Hi,
it's not letting me uploading the dataset in here. I will try to provide as much information as possible. The brief is I have been asked to looked at The Company X campaigns and decide which campaign is the best and for each department.
This is my script
#>>>>>>>>>>>>>>>>>>Company X Script>>>>>>>>>>>>>>>
#start script with this to clear variables in the environment >>>>>
rm(list = ls())
1. load the package tidyverse
library(tidyverse)
#to check if it has been set correctly
getwd()
#Load Company X data
campaign <- read_csv("campaign_data.csv")
customer <- read_csv("customer_data.csv")
purchase <- read_csv("purchase_data.csv")
#making the data ready for analysis
#Merge the datasets (campaign, customer and purchase)
merged <- campaign %>%
full_join(customer) %>%
full_join(purchase)
glimpse(merged)
#Changing the format of the campaigns
merged <- merged %>%
mutate(Camp_1= as.factor(Camp_1),
Camp_2= as.factor(Camp_2),
Camp_3= as.factor(Camp_3),
Camp_4= as.factor(Camp_4),
Camp_5= as.factor(Camp_5),
Camp_6= as.factor(Camp_6))
#New datasets for overall sales in all campaigns
campaign_1 <- filter(merged, Camp_1 == 1)
campaign_2 <- filter(merged, Camp_2 == 1)
campaign_3 <- filter(merged, Camp_3 == 1)
campaign_4 <- filter(merged, Camp_4 == 1)
campaign_5 <- filter(merged, Camp_5 == 1)
campaign_6 <- filter(merged, Camp_6 == 1)

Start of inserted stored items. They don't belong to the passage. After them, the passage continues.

/*!
 * Kernel ABI Limits and Constants
 *
 * Centralized location for the numbers the trampoline hands to the kernel
 * verbatim, and the defaults for cancellation delivery.
 *
 * - Linux-compatible values are marked with [LINUX-COMPAT]
 * - Values tuned for delivery latency are marked with [PERF]
 */

use libc::c_long;

// =============================================================================
// SIGNAL SETS
// =============================================================================

/// Highest signal number plus one, as the kernel counts them
/// [LINUX-COMPAT] MIPS kernels carry 128 signals, everyone else 64
#[cfg(any(target_arch = "mips", target_arch = "mips64"))]
pub const KERNEL_NSIG: usize = 129;

/// Highest signal number plus one, as the kernel counts them
/// [LINUX-COMPAT] MIPS kernels carry 128 signals, everyone else 64
#[cfg(not(any(target_arch = "mips", target_arch = "mips64")))]
pub const KERNEL_NSIG: usize = 65;

/// Byte length of the kernel's signal set
///
/// This is what `signalfd4` expects as its size argument. It is much smaller
/// than `size_of::<sigset_t>()` on glibc (128 bytes), and the kernel rejects
/// any other value with `EINVAL`.
pub const KERNEL_SIGSET_BYTES: usize = KERNEL_NSIG / 8;

// =============================================================================
// SOCKETCALL MULTIPLEX TAGS
// =============================================================================

/// [LINUX-COMPAT] `SYS_SOCKET` in `linux/net.h`
pub const SOCKETCALL_SOCKET: c_long = 1;

/// [LINUX-COMPAT] `SYS_SOCKETPAIR` in `linux/net.h`
pub const SOCKETCALL_SOCKETPAIR: c_long = 8;

/// [LINUX-COMPAT] `SYS_SENDMSG` in `linux/net.h`
pub const SOCKETCALL_SENDMSG: c_long = 16;

/// [LINUX-COMPAT] `SYS_ACCEPT4` in `linux/net.h`
pub const SOCKETCALL_ACCEPT4: c_long = 18;

/// Number of argument words every syscall descriptor carries
pub const SYSCALL_MAX_ARGS: usize = 6;

/// Errors are reported as `-errno` in the range `-4095..=-1`
/// [LINUX-COMPAT] Matches the kernel's `MAX_ERRNO`
pub const MAX_ERRNO: c_long = 4095;

// =============================================================================
// CANCELLATION DELIVERY
// =============================================================================

/// Interval between interrupt signals while the target sits in a cancellation point (1ms)
/// [PERF] Bounds the window between the entry check and kernel entry
pub const DEFAULT_KICK_INTERVAL_US: u64 = 1_000;

/// Give up delivering a cancellation after 5s
/// Only reached when the target blocks the interrupt signal
pub const DEFAULT_DELIVERY_TIMEOUT_MS: u64 = 5_000;

/// Aggressive preset: kick every 100μs
pub const AGGRESSIVE_KICK_INTERVAL_US: u64 = 100;

/// Aggressive preset: give up after 500ms
pub const AGGRESSIVE_DELIVERY_TIMEOUT_MS: u64 = 500;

#Overall sales in Campaign 1
overall_sales <- campaign_1 %>%
mutate(Overall = Deal + Web + Catalogue + Store)
#Visuals for Overall Sales from Campaign 1
ggplot(overall_sales, aes(x= Camp_1, y= Overall))+
geom_col(fill = "blue")+
labs(x= "Campaign 1",
y= "Overall Sales",
title = "Overall Sales of Campaign 1",
subtitle = "Overall Sales includes purchases from Deal, Web, Catalogue and Store",
caption = "Created by Group 6") +
theme_bw() +
theme(plot.title = element_text(color = "black", size = 20, face = "bold"),
plot.subtitle = element_text(color= "black", size = 10, face = "italic"),
plot.caption = element_text(color = "black", face = "italic"),
axis.text.x = element_text(face = "bold", size = 10),
axis.text.y = element_text(face = "bold", size = 10))
#Overall sales in Campaign 2
overall_sales <- campaign_2 %>%
mutate(Overall = Deal + Web + Catalogue + Store)

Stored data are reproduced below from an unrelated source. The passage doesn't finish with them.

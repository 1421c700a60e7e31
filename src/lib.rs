/*!
 * Syscall Trampoline Library
 *
 * Kernel call dispatch for a C library layer, with cancellation points
 * for blocking calls and socketcall multiplexing where the ABI needs it.
 */

pub mod cancel;
pub mod core;
pub mod monitoring;
pub mod syscalls;

// Re-exports
pub use crate::cancel::{CancelToken, Cancelled, Delivery, ThreadOutcome};
pub use crate::core::{Result, TrampolineConfig, TrampolineError};
pub use crate::monitoring::init_tracing;
pub use crate::syscalls::{Operation, SocketAddrBuf, Trampoline};
/*!
 * Trampoline Executor
 * Routes typed operations to the kernel through the right invoker
 */

use super::classification::CallClass;
use super::invoker::{self, Kernel, LinuxKernel};
use super::socketcall::{native_socket_abi, NativeSocketAbi, SocketAbi};
use super::types::{ArgBlock, Operation, RawCall, Route};
use crate::cancel;
use crate::core::TrampolineConfig;
use libc::c_long;
use std::sync::OnceLock;
use tracing::{trace, warn};

static NATIVE: OnceLock<Trampoline> = OnceLock::new();

/// Dispatcher from operation descriptors to kernel calls
///
/// Holds the kernel entry, the socket call strategy and the configuration;
/// carries no per-call state, so one instance serves every thread.
pub struct Trampoline<K = LinuxKernel, S = NativeSocketAbi> {
    kernel: K,
    socket_abi: S,
    config: TrampolineConfig,
}

impl Trampoline {
    /// Process-wide trampoline over the running kernel
    ///
    /// Configured from `TRAMPOLINE_CONFIG` on first use; a malformed value
    /// is logged and replaced by defaults.
    pub fn native() -> &'static Trampoline {
        NATIVE.get_or_init(|| {
            let config = TrampolineConfig::from_env().unwrap_or_else(|e| {
                warn!(error = %e, "Ignoring trampoline configuration");
                TrampolineConfig::default()
            });
            Trampoline::with_parts(LinuxKernel, native_socket_abi(), config)
        })
    }
}

impl<K: Kernel, S: SocketAbi> Trampoline<K, S> {
    pub fn with_parts(kernel: K, socket_abi: S, config: TrampolineConfig) -> Self {
        Self {
            kernel,
            socket_abi,
            config,
        }
    }

    #[inline]
    pub fn config(&self) -> &TrampolineConfig {
        &self.config
    }

    #[inline]
    pub fn socket_abi(&self) -> &S {
        &self.socket_abi
    }

    /// Issue one operation and return the raw kernel result
    ///
    /// Cancellation points read the calling context's token; without one
    /// they still get the EINTR retry policy.
    ///
    /// # Safety
    ///
    /// Pointer arguments inside `op` must be valid for the operation, as the
    /// corresponding C function would require.
    pub unsafe fn invoke(&self, op: &Operation) -> c_long {
        // must outlive the kernel call: multiplexed calls point into it
        let mut block = ArgBlock::default();
        let call = match op.route() {
            Route::Direct(number) => RawCall::new(number, op.words()),
            Route::Socket(socket_op) => self.socket_abi.lower(socket_op, op.words(), &mut block),
        };

        let ret = match op.classify() {
            CallClass::Plain => invoker::plain_call(&self.kernel, &call),
            CallClass::CancellationPoint => {
                let token = cancel::current();
                invoker::cancellable_call(
                    &self.kernel,
                    &call,
                    token.as_ref(),
                    self.config.max_eintr_retries,
                    op.name(),
                )
            }
        };

        trace!(operation = op.name(), number = call.number, ret, "syscall returned");
        ret
    }
}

#Visuals for Overall Sales from Campaign 2
ggplot(overall_sales, aes(x= Camp_2, y= Overall))+
geom_col(fill = "red")+
labs(x= "Campaign 2",
y= "Overall Sales",
title = "Overall Sales of Campaign 2",
subtitle = "Overall Sales includes purchases from Deal, Web, Catalogue and Store",
caption = "Created by Group 6") +
theme_bw() +
theme(plot.title = element_text(color = "black", size = 20, face = "bold"),
plot.subtitle = element_text(color= "black", size = 10, face = "italic"),
plot.caption = element_text(color = "black", face = "italic"),
axis.text.x = element_text(face = "bold", size = 10),
axis.text.y = element_text(face = "bold", size = 10))

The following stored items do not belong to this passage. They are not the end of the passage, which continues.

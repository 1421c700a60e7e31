/*!
 * Socket Call Multiplexer
 *
 * Some kernel ABIs reach every socket operation through one `socketcall`
 * entry that takes a sub-operation tag and a pointer to an argument block.
 * Others give each operation its own syscall number. The strategy is picked
 * once per target through [`NativeSocketAbi`]; the executor never branches
 * on it per call.
 */

use super::types::{ArgBlock, RawCall, SocketOp, Words};
use libc::c_long;

/// Strategy for lowering a socket operation to a kernel call
pub trait SocketAbi: Send + Sync {
    /// Build the kernel call for `op`
    ///
    /// `block` is scratch space owned by the caller. Multiplexed strategies
    /// store the arguments there and pass its address, so the caller must
    /// keep it alive until the returned call has been issued.
    fn lower(&self, op: SocketOp, words: Words, block: &mut ArgBlock) -> RawCall;

    /// Strategy name for logging
    fn name(&self) -> &'static str;
}

/// One dedicated syscall number per operation
#[derive(Debug, Clone, Copy, Default, PartialEq, Eq)]
pub struct Direct;

impl SocketAbi for Direct {
    #[inline]
    fn lower(&self, op: SocketOp, words: Words, _block: &mut ArgBlock) -> RawCall {
        RawCall::new(op.direct_number(), words)
    }

    fn name(&self) -> &'static str {
        "direct"
    }
}

/// A single `socketcall`-style entry: `number(tag, &args)`
#[derive(Debug, Clone, Copy, PartialEq, Eq)]
pub struct Multiplexed {
    number: c_long,
}

impl Multiplexed {
    /// Multiplexer issuing `number` as the shared entry point
    pub const fn new(number: c_long) -> Self {
        Self { number }
    }

    /// The target's own `socketcall` syscall
    #[cfg(any(target_arch = "x86", target_arch = "s390x"))]
    pub const fn native() -> Self {
        Self::new(libc::SYS_socketcall)
    }

    pub const fn number(&self) -> c_long {
        self.number
    }
}

impl SocketAbi for Multiplexed {
    #[inline]
    fn lower(&self, op: SocketOp, words: Words, block: &mut ArgBlock) -> RawCall {
        block.0 = words;
        RawCall::new(self.number, [op.tag(), block.as_word(), 0, 0, 0, 0])
    }

    fn name(&self) -> &'static str {
        "socketcall"
    }
}

/// Socket call strategy of the compilation target
#[cfg(any(target_arch = "x86", target_arch = "s390x"))]
pub type NativeSocketAbi = Multiplexed;

/// Socket call strategy of the compilation target
#[cfg(not(any(target_arch = "x86", target_arch = "s390x")))]
pub type NativeSocketAbi = Direct;

/// Construct the target's strategy
#[cfg(any(target_arch = "x86", target_arch = "s390x"))]
pub const fn native_socket_abi() -> NativeSocketAbi {
    Multiplexed::native()
}

/// Construct the target's strategy
#[cfg(not(any(target_arch = "x86", target_arch = "s390x")))]
pub const fn native_socket_abi() -> NativeSocketAbi {
    Direct
}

I managed to create to create some plots but I don't know how to plotting results from different datasets in one graph. For example, having in the same graph the overall sales of each campaign in one graph. apparently, To achieve what you want you need to change the data structure but we never seen that in lectures. Someone suggested me to The easiest way is to create separate box plots for each campaign, and then arrange them on one slide. However, it means having 6 separate box plots in one slide to respond which campaign is the best.